ASSIGNED TASK: Please repeat the records exactly from their first line, finishing at the line containing "built-in table (if" and including it.

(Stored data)
BEGIN
//! IMAP server discovery from mailbox domains.
//!
//! The watcher only needs a hostname to connect to; most users only know
//! their email address. This module maps the domain of a mailbox address to
//! the provider's IMAP hostname, with a `imap.{domain}` fallback for domains
//! it has never heard of.
//!
//! # Example
//!
//! ```
//! use otp_watch::servers::ServerRegistry;
//!
//! let registry = ServerRegistry::with_defaults();
//! assert_eq!(registry.discover("user@gmail.com"), "imap.gmail.com");
//!
//! // Corporate overrides win over the built-in table
//! let mut registry = ServerRegistry::with_defaults();
//! registry.register("mycompany.com", "mail.internal.mycompany.com");
//! assert_eq!(registry.discover("user@mycompany.com"), "mail.internal.mycompany.com");
//! ```

use once_cell::sync::Lazy;
use std::borrow::Cow;
use std::collections::HashMap;

/// Built-in domain to IMAP hostname table for common providers.
static DEFAULT_SERVERS: Lazy<HashMap<&'static str, &'static str>> = Lazy::new(|| {
    HashMap::from([
        ("gmail.com", "imap.gmail.com"),
        ("googlemail.com", "imap.gmail.com"),
        ("yahoo.com", "imap.mail.yahoo.com"),
        ("hotmail.com", "imap-mail.outlook.com"),
        ("outlook.com", "imap-mail.outlook.com"),
        ("live.com", "imap-mail.outlook.com"),
        ("aol.com", "imap.aol.com"),
        ("icloud.com", "imap.mail.me.com"),
        ("me.com", "imap.mail.me.com"),
        ("mac.com", "imap.mail.me.com"),
        ("gmx.de", "imap.gmx.net"),
        ("gmx.net", "imap.gmx.net"),
        ("gmx.com", "imap.gmx.net"),
        ("web.de", "imap.web.de"),
        ("mail.ru", "imap.mail.ru"),
        ("yandex.ru", "imap.yandex.ru"),
        ("yandex.com", "imap.yandex.ru"),
    ])
});

/// A customizable registry mapping mailbox domains to IMAP hostnames.
///
/// Resolution order is custom mappings first, then the built-in table (if
/// enabled), then the `imap.{domain}` fallback. Domain lookups are
/// case-insensitive.
#[derive(Debug, Clone, Default)]
pub struct ServerRegistry {
    custom: HashMap<String, String>,
    use_defaults: bool,
}

impl ServerRegistry {
    /// Creates an empty registry without the built-in table.
    #[must_use]
    pub fn new() -> Self {
        Self::default()
    }

    /// Creates a registry that includes the built-in provider table.
    #[must_use]
    pub fn with_defaults() -> Self {
        Self {
            custom: HashMap::new(),
            use_defaults: true,
        }
    }

    /// Registers a custom domain mapping, overriding any built-in entry.
    pub fn register(&mut self, domain: impl Into<String>, imap_host: impl Into<String>) {
        self.custom
            .insert(domain.into().to_lowercase(), imap_host.into());
    }

    /// Registers several domain mappings at once.
    pub fn register_many<I, D, H>(&mut self, mappings: I)
    where
        I: IntoIterator<Item = (D, H)>,
        D: Into<String>,
        H: Into<String>,
    {
        for (domain, host) in mappings {
            self.register(domain, host);
        }
    }

    /// Resolves the IMAP hostname for a mailbox address.
    #[must_use]
    pub fn discover(&self, mailbox: &str) -> Cow<'_, str> {
        let domain = mailbox.split('@').nth(1).unwrap_or(mailbox).to_lowercase();

        if let Some(host) = self.custom.get(&domain) {
            return Cow::Borrowed(host);
        }

        if self.use_defaults {
            if let Some(&host) = DEFAULT_SERVERS.get(domain.as_str()) {
                return Cow::Borrowed(host);
            }
        }

        Cow::Owned(format!("imap.{domain}"))
    }

    /// Returns `true` if the domain resolves without the fallback.
    #[must_use]
    pub fn is_known(&self, domain: &str) -> bool {
        let domain = domain.to_lowercase();
        self.custom.contains_key(&domain)
            || (self.use_defaults && DEFAULT_SERVERS.contains_key(domain.as_str()))
    }
}

#[cfg(test)]
mod tests {
    use super::*;

    #[test]
    fn test_builtin_providers() {
        let registry = ServerRegistry::with_defaults();
        assert_eq!(registry.discover("user@gmail.com"), "imap.gmail.com");
        assert_eq!(registry.discover("user@hotmail.com"), "imap-mail.outlook.com");
        assert_eq!(registry.discover("user@icloud.com"), "imap.mail.me.com");
    }

    #[test]
    fn test_unknown_domain_fallback() {
        let registry = ServerRegistry::with_defaults();
        assert_eq!(registry.discover("user@example.org"), "imap.example.org");
    }

    #[test]
    fn test_empty_registry_fallback() {
        let registry = ServerRegistry::new();
        assert!(!registry.is_known("gmail.com"));
        assert_eq!(registry.discover("user@gmail.com"), "imap.gmail.com");
    }

    #[test]
    fn test_custom_mapping_overrides_builtin() {
        let mut registry = ServerRegistry::with_defaults();
        registry.register("gmail.com", "gmail-proxy.internal");
        assert_eq!(registry.discover("user@gmail.com"), "gmail-proxy.internal");
    }

    #[test]
    fn test_register_many() {
        let mut registry = ServerRegistry::new();
        registry.register_many([
            ("corp.com", "mail.corp.internal"),
            ("partner.org", "imap.partner.org"),
        ]);
        assert_eq!(registry.discover("a@corp.com"), "mail.corp.internal");
        assert_eq!(registry.discover("b@partner.org"), "imap.partner.org");
    }

    #[test]
    fn test_case_insensitive_lookup() {
        let mut registry = ServerRegistry::new();
        registry.register("MyCompany.COM", "mail.mycompany.com");
        assert!(registry.is_known("MYCOMPANY.com"));
        assert_eq!(registry.discover("user@MyCompany.com"), "mail.mycompany.com");
    }
}
//! Internal IMAP session plumbing.
//!
//! Thin wrappers over async-imap commands, mapping protocol failures to the
//! crate's error types. The watcher only needs four verbs: authenticate,
//! select, list unread, fetch one body.

use crate::connection::TlsStream;
use crate::error::{Error, Result};
use async_imap::Session;
use futures::StreamExt;
use tracing::{debug, instrument};

/// Type alias for an IMAP session over TLS.
pub(crate) type ImapSession = Session<TlsStream>;

/// Logs in and returns an authenticated session.
#[instrument(name = "session::authenticate", skip_all, fields(mailbox = %mailbox))]
pub(crate) async fn authenticate(
    tls_stream: TlsStream,
    mailbox: &str,
    credential: &str,
) -> Result<ImapSession> {
    debug!("Authenticating to IMAP server");

    async_imap::Client::new(tls_stream)
        .login(mailbox, credential)
        .await
        .map_err(|e| Error::ImapLogin {
            mailbox: mailbox.to_string(),
            source: e.0,
        })
}

/// Selects the mailbox folder to watch (typically "INBOX").
#[instrument(name = "session::select", skip(session), fields(mailbox = %mailbox))]
pub(crate) async fn select_mailbox(session: &mut ImapSession, mailbox: &str) -> Result<()> {
    debug!("Selecting mailbox");

    session
        .select(mailbox)
        .await
        .map_err(|source| Error::SelectMailbox {
            mailbox: mailbox.to_string(),
            source,
        })?;

    Ok(())
}

/// Returns the UIDs of all unread messages in the selected mailbox.
#[instrument(name = "session::search_unseen", skip(session))]
pub(crate) async fn search_unseen(session: &mut ImapSession) -> Result<Vec<u32>> {
    // NOOP first so the search sees messages delivered since the last tick
    session
        .noop()
        .await
        .map_err(|source| Error::ImapNoop { source })?;

    let uids = session
        .uid_search("UNSEEN")
        .await
        .map_err(|source| Error::ImapSearch { source })?;

    let uids: Vec<u32> = uids.into_iter().collect();

    debug!(unread = uids.len(), "Searched for unread messages");

    Ok(uids)
}

/// Fetches the full raw body of one message by UID.
///
/// Returns `None` if the server lists the UID but yields no body for it.
/// The fetch stream is always drained fully before the session is reused.
#[instrument(name = "session::fetch_raw", skip(session), fields(uid = uid))]
pub(crate) async fn fetch_raw(session: &mut ImapSession, uid: u32) -> Result<Option<Vec<u8>>> {
    let uid_set = uid.to_string();

    let mut stream = session
        .uid_fetch(&uid_set, "BODY[]")
        .await
        .map_err(|source| Error::ImapFetch { uid, source })?;

    let mut body = None;
    while let Some(item) = stream.next().await {
        let fetched = item.map_err(|source| Error::FetchMessage { source })?;
        if body.is_none() {
            body = fetched.body().map(<[u8]>::to_vec);
        }
    }

    debug!(found = body.is_some(), "Fetched message body");

    Ok(body)
}

/// Logs out, ending the session cleanly.
#[instrument(name = "session::logout", skip(session))]
pub(crate) async fn logout(session: &mut ImapSession) -> Result<()> {
    debug!("Logging out");

    session
        .logout()
        .await
        .map_err(|source| Error::ImapLogout { source })?;

    Ok(())
}
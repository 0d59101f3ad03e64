//! Demo: pop a desktop notification when the passcode arrives.
//!
//! Requires the `notifications` feature.
//!
//! # Usage
//!
//! ```bash
//! export OTP_WATCH_MAILBOX="your@email.com"
//! export OTP_WATCH_CREDENTIAL="your-app-password"
//! cargo run --example desktop_notify --features notifications
//! ```

use otp_watch::delivery::NotifyDelivery;
use otp_watch::matcher::OtpMatcher;
use otp_watch::{ImapTransport, InboxPoller, WatchConfig};
use std::env;
use std::sync::Arc;

#[tokio::main]
async fn main() -> otp_watch::Result<()> {
    let mailbox =
        env::var("OTP_WATCH_MAILBOX").expect("OTP_WATCH_MAILBOX environment variable required");
    let credential = env::var("OTP_WATCH_CREDENTIAL")
        .expect("OTP_WATCH_CREDENTIAL environment variable required");

    let config = WatchConfig::builder()
        .mailbox(&mailbox)
        .credential(credential)
        .build()?;

    // Wire the poller by hand to attach a delivery collaborator
    let transport = ImapTransport::connect(&config).await?;
    let handle = InboxPoller::new(transport)
        .with_matcher(OtpMatcher::new(&config.keywords))
        .with_poll_interval(config.poll_interval)
        .with_delivery(Arc::new(NotifyDelivery::default()))
        .spawn();

    println!("Watching {mailbox}; a notification will pop when a passcode arrives.");

    let candidate = handle.wait().await?;
    println!("Passcode: {candidate}");

    Ok(())
}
END
EXERCISE SOLUTION:
//! IMAP server discovery from mailbox domains.
//!
//! The watcher only needs a hostname to connect to; most users only know
//! their email address. This module maps the domain of a mailbox address to
//! the provider's IMAP hostname, with a `imap.{domain}` fallback for domains
//! it has never heard of.
//!
//! # Example
//!
//! ```
//! use otp_watch::servers::ServerRegistry;
//!
//! let registry = ServerRegistry::with_defaults();
//! assert_eq!(registry.discover("user@gmail.com"), "imap.gmail.com");
//!
//! // Corporate overrides win over the built-in table
//! let mut registry = ServerRegistry::with_defaults();
//! registry.register("mycompany.com", "mail.internal.mycompany.com");
//! assert_eq!(registry.discover("user@mycompany.com"), "mail.internal.mycompany.com");
//! ```

use once_cell::sync::Lazy;
use std::borrow::Cow;
use std::collections::HashMap;

/// Built-in domain to IMAP hostname table for common providers.
static DEFAULT_SERVERS: Lazy<HashMap<&'static str, &'static str>> = Lazy::new(|| {
    HashMap::from([
        ("gmail.com", "imap.gmail.com"),
        ("googlemail.com", "imap.gmail.com"),
        ("yahoo.com", "imap.mail.yahoo.com"),
        ("hotmail.com", "imap-mail.outlook.com"),
        ("outlook.com", "imap-mail.outlook.com"),
        ("live.com", "imap-mail.outlook.com"),
        ("aol.com", "imap.aol.com"),
        ("icloud.com", "imap.mail.me.com"),
        ("me.com", "imap.mail.me.com"),
        ("mac.com", "imap.mail.me.com"),
        ("gmx.de", "imap.gmx.net"),
        ("gmx.net", "imap.gmx.net"),
        ("gmx.com", "imap.gmx.net"),
        ("web.de", "imap.web.de"),
        ("mail.ru", "imap.mail.ru"),
        ("yandex.ru", "imap.yandex.ru"),
        ("yandex.com", "imap.yandex.ru"),
    ])
});

/// A customizable registry mapping mailbox domains to IMAP hostnames.
///
/// Resolution order is custom mappings first, then the built-in table (if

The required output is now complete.